Em Finete, Missirá e Fá Mandinga havia destacamentos nossos. Entre Bambadinca e Fá Mandinga ficava a Ponta Brandão. Tinha um ar decadente. O velho Brandão tinha já uma provecta idade. Havia aqui uma famosa destilaria, de cana de acúcar... Havia uma outra, em Bambadinca (diz a história do BART 2917, mas eu nunca soube onde ficava exatamente).
Os balantas adoravam aguardente de cana. Era natural que a guerrilha do PAIGC (ou os seus elementos locais, em Nhabijões, Mero e Santa Helena) viessem aqui, a Ponta Brandão, abastecer-se.

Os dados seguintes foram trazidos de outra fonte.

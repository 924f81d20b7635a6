//! Client for the backend-of-record `/auth/*` endpoints.
//!
//! Shared by the backend and federated identity strategies. It talks to the
//! transport directly: the credential for `/auth/profile` is always passed
//! explicitly, never read from the credential store.

use std::sync::Arc;

use serde_json::{Value, json};
use tracing::debug;

use artdesk_domain::{ApiRequest, ApiResponse, Token, UserProfile};

use crate::ports::{HttpTransport, IdentityError};

/// Field names a login response may carry the session token under.
const TOKEN_FIELDS: [&str; 3] = ["token", "accessToken", "access_token"];

#[derive(Clone)]
pub(crate) struct BackendAuthApi {
    transport: Arc<dyn HttpTransport>,
}

impl BackendAuthApi {
    pub(crate) fn new(transport: Arc<dyn HttpTransport>) -> Self {
        Self { transport }
    }

    /// `POST /auth/login`.
    pub(crate) async fn login(&self, email: &str, password: &str) -> Result<Value, IdentityError> {
        self.call(ApiRequest::post("/auth/login").json(json!({
            "email": email,
            "password": password,
        })))
        .await
    }

    /// `POST /auth/register`, optionally carrying a provider credential so the
    /// backend can link the account.
    pub(crate) async fn register(
        &self,
        body: Value,
        credential: Option<&Token>,
    ) -> Result<Value, IdentityError> {
        let mut request = ApiRequest::post("/auth/register").json(body);
        if let Some(token) = credential {
            request.set_header("Authorization", token.authorization_header());
        }
        self.call(request).await
    }

    /// `POST /auth/forgot-password`.
    pub(crate) async fn forgot_password(&self, email: &str) -> Result<(), IdentityError> {
        self.call(ApiRequest::post("/auth/forgot-password").json(json!({ "email": email })))
            .await
            .map(drop)
    }

    /// `POST /auth/reset-password`.
    pub(crate) async fn reset_password(
        &self,
        email: &str,
        code: &str,
        new_password: &str,
    ) -> Result<(), IdentityError> {
        self.call(ApiRequest::post("/auth/reset-password").json(json!({
            "email": email,
            "code": code,
            "password": new_password,
        })))
        .await
        .map(drop)
    }

    /// `POST /auth/verify-email`.
    pub(crate) async fn verify_email(&self, email: &str, code: &str) -> Result<(), IdentityError> {
        self.call(ApiRequest::post("/auth/verify-email").json(json!({
            "email": email,
            "code": code,
        })))
        .await
        .map(drop)
    }

    /// `POST /auth/verify-otp`.
    pub(crate) async fn verify_otp(&self, email: &str, code: &str) -> Result<(), IdentityError> {
        self.call(ApiRequest::post("/auth/verify-otp").json(json!({
            "email": email,
            "otp": code,
        })))
        .await
        .map(drop)
    }

    /// `GET /auth/profile` with an explicit bearer credential.
    pub(crate) async fn profile(&self, credential: &Token) -> Result<UserProfile, IdentityError> {
        let request = ApiRequest::get("/auth/profile")
            .with_header("Authorization", credential.authorization_header());
        let payload = self.call(request).await?;
        parse_profile(extract_user(&payload).unwrap_or(payload))
    }

    async fn call(&self, request: ApiRequest) -> Result<Value, IdentityError> {
        debug!(method = %request.method, path = %request.path, "auth request");
        let response = self
            .transport
            .send(request)
            .await
            .map_err(|e| IdentityError::unavailable(e.to_string()))?;
        interpret(&response)
    }
}

/// Maps a backend response onto the identity error vocabulary: 4xx is a
/// rejection, anything else non-2xx means the backend is unavailable.
fn interpret(response: &ApiResponse) -> Result<Value, IdentityError> {
    if response.is_success() {
        return response
            .payload()
            .map_err(|e| IdentityError::unavailable(e.to_string()));
    }
    let message = response.error_message();
    if response.status.is_client_error() {
        Err(IdentityError::rejected(message))
    } else {
        Err(IdentityError::unavailable(message))
    }
}

/// Session token from a login or registration payload.
pub(crate) fn extract_token(payload: &Value) -> Option<String> {
    TOKEN_FIELDS
        .iter()
        .find_map(|field| payload.get(*field).and_then(Value::as_str))
        .filter(|token| !token.is_empty())
        .map(str::to_string)
}

/// The `user` object embedded in a payload, if any.
pub(crate) fn extract_user(payload: &Value) -> Option<Value> {
    payload.get("user").filter(|user| user.is_object()).cloned()
}

pub(crate) fn parse_profile(value: Value) -> Result<UserProfile, IdentityError> {
    serde_json::from_value(value)
        .map_err(|e| IdentityError::unavailable(format!("malformed user profile: {e}")))
}
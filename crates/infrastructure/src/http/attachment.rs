//! Loading record attachments from disk.

use std::path::{Path, PathBuf};

use artdesk_application::ports::{FileSystem, FileSystemError};
use artdesk_domain::Attachment;

/// Error type for attachment loading.
#[derive(Debug, thiserror::Error)]
pub enum AttachmentError {
    /// The file could not be read.
    #[error("Failed to read attachment {path}: {source}")]
    Read {
        /// Resolved file path.
        path: PathBuf,
        /// Underlying error.
        #[source]
        source: FileSystemError,
    },

    /// The file has no content.
    #[error("Attachment {0} is empty")]
    Empty(PathBuf),
}

/// Reads `path` into an [`Attachment`].
///
/// Relative paths resolve against `base` when one is given. The MIME type is
/// guessed from the file extension.
///
/// # Errors
///
/// Returns an error if the file cannot be read or is empty.
pub async fn load_attachment<F: FileSystem>(
    fs: &F,
    path: &Path,
    base: Option<&Path>,
) -> Result<Attachment, AttachmentError> {
    let resolved = match base {
        Some(base) if path.is_relative() => base.join(path),
        _ => path.to_path_buf(),
    };

    let bytes = fs
        .read_file(&resolved)
        .await
        .map_err(|source| AttachmentError::Read {
            path: resolved.clone(),
            source,
        })?;
    if bytes.is_empty() {
        return Err(AttachmentError::Empty(resolved));
    }

    let file_name = resolved
        .file_name()
        .and_then(|n| n.to_str())
        .unwrap_or("attachment")
        .to_string();
    Ok(Attachment::new(file_name, bytes))
}

#[cfg(test)]
#[allow(clippy::unwrap_used)]
mod tests {
    use super::*;
    use crate::persistence::TokioFileSystem;
    use pretty_assertions::assert_eq;
    use tempfile::tempdir;

    #[tokio::test]
    async fn test_relative_path_resolves_against_base() {
        let dir = tempdir().unwrap();
        std::fs::write(dir.path().join("dawn.png"), [137, 80, 78, 71]).unwrap();

        let attachment = load_attachment(&TokioFileSystem::new(), Path::new("dawn.png"), Some(dir.path()))
            .await
            .unwrap();

        assert_eq!(attachment.file_name, "dawn.png");
        assert_eq!(attachment.content_type, "image/png");
        assert_eq!(attachment.len(), 4);
    }

    #[tokio::test]
    async fn test_empty_and_missing_files_fail() {
        let dir = tempdir().unwrap();
        let empty = dir.path().join("empty.jpg");
        std::fs::write(&empty, []).unwrap();
        let fs = TokioFileSystem::new();

        assert!(matches!(
            load_attachment(&fs, &empty, None).await,
            Err(AttachmentError::Empty(_))
        ));
        assert!(matches!(
            load_attachment(&fs, &dir.path().join("missing.jpg"), None).await,
            Err(AttachmentError::Read {
                source: FileSystemError::NotFound(_),
                ..
            })
        ));
    }
}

O Jorge Cabral conhecia, melhor do que eu, Ponta Brandão (a escassos 5 quilómetros de Bambadinca, à esquerda da estrada para Bafatá, e a meio caminho de Fá Mandinga; ia-se lá por causa da aguardente de cana e de uma certa "bajuda", filha ou neta do Brandão que trabalharia em Bissau).
Tenho uma pena danada de ter convivido mais com esta gente,que nos olhava de soslaio...
A outra destilaria, em Bambadinca. deveria ser do Inácio Semedo, amigo e compadre do Amílcar Cabral. Foi molestado pela PIDE.
Camarada Jorge Cabral
Eu sou um novo tabanqueiro,assentei-me no poilão grande com o nº849.
Vi há pouco o teu texto extraido de "estórias cabralianas".Gostei do que li.
No entanto gostava de dizer que a doença ataca a quase todos, há cinco anos atrás fui operado a cancro, hoje ainda cá estou para poder dizer: -- Jesus não quis ainda que eu fosse ter com ele.
Se desejares dado que moro em Forte da Casa e frequentemente me desloco para essas bandas em trabalho, poderíamos combinar para tomar um café.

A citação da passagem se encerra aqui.